Minister Bains announced a $33-million investment in the Challenge, including for the development of tools and resources to help participating organizations advance diversity and inclusion in workplaces across Canada. Additionally, Innovation, Science and Economic Development Canada (ISED) will leverage its programs to encourage companies that receive ISED funding to advance diversity and inclusion within their organizations.
The Standards Council of Canada, Canada’s respected voice for and advisor on standards and accreditation, will collaborate with 50 – 30 Challenge partner organizations to develop Canadian standards for diversity in organizational leadership. Beginning with a guidance document, the Council’s work will serve as a roadmap to help organizations of various sizes and sectors across the country achieve measurable, concrete change.

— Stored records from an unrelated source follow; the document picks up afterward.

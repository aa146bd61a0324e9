//! Pitchcraft CLI binary.
//!
//! This binary provides command-line access to Pitchcraft:
//! - Generate a narrative, collage, video, and social posts from a description
//! - Show the effective provider configuration

use clap::Parser;
use pitchcraft::{TelemetryConfig, init_telemetry, shutdown_telemetry};

mod cli;

#[tokio::main]
async fn main() -> Result<(), Box<dyn std::error::Error>> {
    use cli::{Cli, Commands, run_generate, show_config};

    // Load .env if present
    dotenvy::dotenv().ok();

    // Parse command-line arguments
    let cli = Cli::parse();

    // Initialize tracing
    let log_level = if cli.verbose { "debug" } else { "info" };
    init_telemetry(
        TelemetryConfig::new("pitchcraft")
            .with_log_level(log_level)
            .with_json_logs(cli.json_logs)
            .with_span_export(cli.export_spans),
    )?;

    // Execute the requested command
    let result = match cli.command {
        Commands::Generate(args) => run_generate(args).await,
        Commands::Config { file } => show_config(file.as_deref()).map(|()| true),
    };

    shutdown_telemetry();

    if !result? {
        std::process::exit(2);
    }
    Ok(())
}
#[tokio::test]
async fn test_image_returns_inline_data() {
    let server = MockServer::start().await;
    Mock::given(method("POST"))
        .and(path("/models/gemini-2.5-flash-image:generateContent"))
        .and(body_partial_json(json!({
            "generationConfig": { "responseModalities": ["IMAGE"] }
        })))
        .respond_with(ResponseTemplate::new(200).set_body_json(json!({
            "candidates": [{ "content": { "parts": [
                { "text": "Here is your collage" },
                { "inlineData": { "mimeType": "image/png", "data": "iVBORw0KGgo=" } }
            ] } }]
        })))
        .expect(1)
        .mount(&server)
        .await;

    let (client, _) = client(&server);
    let image = client
        .generate_image(&narrative(), &description())
        .await
        .unwrap();

    assert_eq!(image.data, "iVBORw0KGgo=");
    assert_eq!(image.data_url(), "data:image/png;base64,iVBORw0KGgo=");
}

#[tokio::test]
async fn test_image_without_inline_data() {
    let server = MockServer::start().await;
    Mock::given(method("POST"))
        .and(path("/models/gemini-2.5-flash-image:generateContent"))
        .respond_with(ResponseTemplate::new(200).set_body_json(text_response("I cannot draw that")))
        .mount(&server)
        .await;

    let (client, _) = client(&server);
    let err = client
        .generate_image(&narrative(), &description())
        .await
        .unwrap_err();

    assert_eq!(generation_kind(&err), GenerationErrorKind::NoImageData);
}

#[tokio::test]
async fn test_social_posts_cover_every_platform() {
    let server = MockServer::start().await;
    let posts = json!({
        "youtube": "Summary\n\nKey points\n\n#dogs",
        "instagram": "🐶 Walks sorted!\n\n#dogwalker #pets",
        "linkedin": "Busy schedules.\n\n- Trusted walkers\n\n#productivity",
        "facebook": "Who else feels guilty?\n\n#dogs",
        "x": "Walks handled. Book now #dogs"
    });
    Mock::given(method("POST"))
        .and(path("/models/gemini-2.5-pro:generateContent"))
        .and(body_partial_json(json!({
            "generationConfig": { "responseSchema": { "required": ["youtube", "instagram", "linkedin", "facebook", "x"] } }
        })))
        .respond_with(ResponseTemplate::new(200).set_body_json(text_response(&posts.to_string())))
        .expect(1)
        .mount(&server)
        .await;

    let (client, _) = client(&server);
    let posts = client
        .generate_social_posts(&narrative(), &description())
        .await
        .unwrap();

    for platform in Platform::ALL {
        assert!(!posts.get(platform).is_empty());
    }
    assert!(posts.x.contains("#dogs"));
}
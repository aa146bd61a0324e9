//! Command-line interface module.
//!
//! This module provides the CLI structure and command handlers for the pitchcraft binary.

mod commands;
mod config;
mod generate;

pub use commands::{Cli, Commands, GenerateArgs, OutputFormat};
pub use config::show_config;
pub use generate::run_generate;
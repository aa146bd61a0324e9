//! Platform-tailored social media posts.

use pitchcraft_error::GenerationError;
use serde::{Deserialize, Serialize};

/// Social platform a post is written for.
#[derive(
    Debug,
    Clone,
    Copy,
    PartialEq,
    Eq,
    Hash,
    PartialOrd,
    Ord,
    Serialize,
    Deserialize,
    strum::Display,
    strum::EnumIter,
    strum::IntoStaticStr,
)]
#[serde(rename_all = "lowercase")]
#[strum(serialize_all = "lowercase")]
pub enum Platform {
    /// Video sharing
    Youtube,
    /// Photo sharing
    Instagram,
    /// Professional network
    Linkedin,
    /// General social network
    Facebook,
    /// Microblogging
    X,
}

impl Platform {
    /// All platforms in display order.
    pub const ALL: [Platform; 5] = [
        Platform::Youtube,
        Platform::Instagram,
        Platform::Linkedin,
        Platform::Facebook,
        Platform::X,
    ];

    /// JSON property name used in provider schemas.
    pub fn key(self) -> &'static str {
        self.into()
    }

    /// Brand name shown to the user.
    pub fn display_name(self) -> &'static str {
        match self {
            Platform::Youtube => "YouTube",
            Platform::Instagram => "Instagram",
            Platform::Linkedin => "LinkedIn",
            Platform::Facebook => "Facebook",
            Platform::X => "X",
        }
    }

    /// Formatting instructions sent to the provider for this platform.
    pub fn formatting_instructions(self) -> &'static str {
        match self {
            Platform::Youtube => {
                "A detailed and engaging YouTube video description. IMPORTANT: Use line breaks to create separate paragraphs for a summary, key points (if applicable), and a concluding section with links and hashtags."
            }
            Platform::Instagram => {
                "A visually-focused Instagram caption. IMPORTANT: Use emojis and multiple short paragraphs with line breaks for readability. End with a separated block of relevant hashtags."
            }
            Platform::Linkedin => {
                "A professional and insightful LinkedIn post. IMPORTANT: Structure the post with short paragraphs (2-3 sentences each) and use bullet points for lists to make it scannable. Focus on the business problem and solution. Use professional hashtags."
            }
            Platform::Facebook => {
                "A friendly and shareable Facebook post. IMPORTANT: Use ample whitespace and line breaks to make the post easy to read on mobile. Ask a question to encourage engagement and include relevant hashtags."
            }
            Platform::X => {
                "A concise and punchy post for X (formerly Twitter). Keep it short, use 1-3 key hashtags, and have a clear call to action. Use line breaks sparingly if needed to separate thoughts within the character limit."
            }
        }
    }
}

/// One post per [`Platform`]; all five are always present.
#[derive(Debug, Clone, PartialEq, Eq, Hash, Serialize, Deserialize)]
pub struct SocialMediaPosts {
    /// YouTube video description
    pub youtube: String,
    /// Instagram caption
    pub instagram: String,
    /// LinkedIn post
    pub linkedin: String,
    /// Facebook post
    pub facebook: String,
    /// X post
    pub x: String,
}

impl SocialMediaPosts {
    /// Post text for one platform.
    pub fn get(&self, platform: Platform) -> &str {
        match platform {
            Platform::Youtube => &self.youtube,
            Platform::Instagram => &self.instagram,
            Platform::Linkedin => &self.linkedin,
            Platform::Facebook => &self.facebook,
            Platform::X => &self.x,
        }
    }

    /// Platforms paired with their posts, in display order.
    pub fn posts(&self) -> impl Iterator<Item = (Platform, &str)> {
        Platform::ALL.into_iter().map(|p| (p, self.get(p)))
    }

    /// Parse a structured provider response, rejecting partial sets.
    ///
    /// # Errors
    ///
    /// Returns `GenerationFailed` if the JSON is malformed or any platform
    /// is missing or blank.
    #[track_caller]
    pub fn from_json_str(text: &str) -> Result<Self, GenerationError> {
        let posts: SocialMediaPosts = serde_json::from_str(text.trim())
            .map_err(|e| GenerationError::failed(format!("unparsable social posts: {}", e)))?;
        if let Some((platform, _)) = posts.posts().find(|(_, t)| t.trim().is_empty()) {
            return Err(GenerationError::failed(format!(
                "social post for '{}' is empty",
                platform.display_name()
            )));
        }
        Ok(posts)
    }
}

The Government of Canada has been working together with private sector and diversity-focused organizations in a co-creation effort to develop the 50 – 30 Challenge. So far, more than 470 organizations—of every size and from every province and territory—have signed up for the challenge.
“Recognizing that companies and communities prosper with diverse voices at the helm, TechAlliance is proud to be among the first Canadian organizations making a commitment to mobilizing action for an equitable, inclusive and accessible innovation economy,” said Christina Fox, CEO, TechAlliance. “As an early adopter organization, we look forward to contributing to and learning within a space that enables talent, innovators and entrepreneurs to create a vibrant economic future.”
At the heart of the 50 – 30 Challenge are two goals for the board(s) and senior management of each organization: gender parity (50%) and significant representation (30%) of under-represented groups. To address the unique needs of various sectors in Canada, the Challenge offers three streams for participation: large corporations; small and medium-sized enterprises; and post-secondary institutions, not-for-profit organizations and charities. Organizations in all three streams will commit to working toward the 50 – 30 objectives in ways that show meaningful progress toward creating a workplace that reflects the diversity of the communities in which they operate across Canada.
The Challenge will also build on important work over the past years to advance equality, including Bill C-25 from the previous Parliament, which introduced diversity disclosure requirements for distributing companies; the Women Entrepreneurship Strategy; a charter on equity, diversity and inclusion for post-secondary institutions; and the recently announced Black Entrepreneurship Program—the first of its kind in Canada.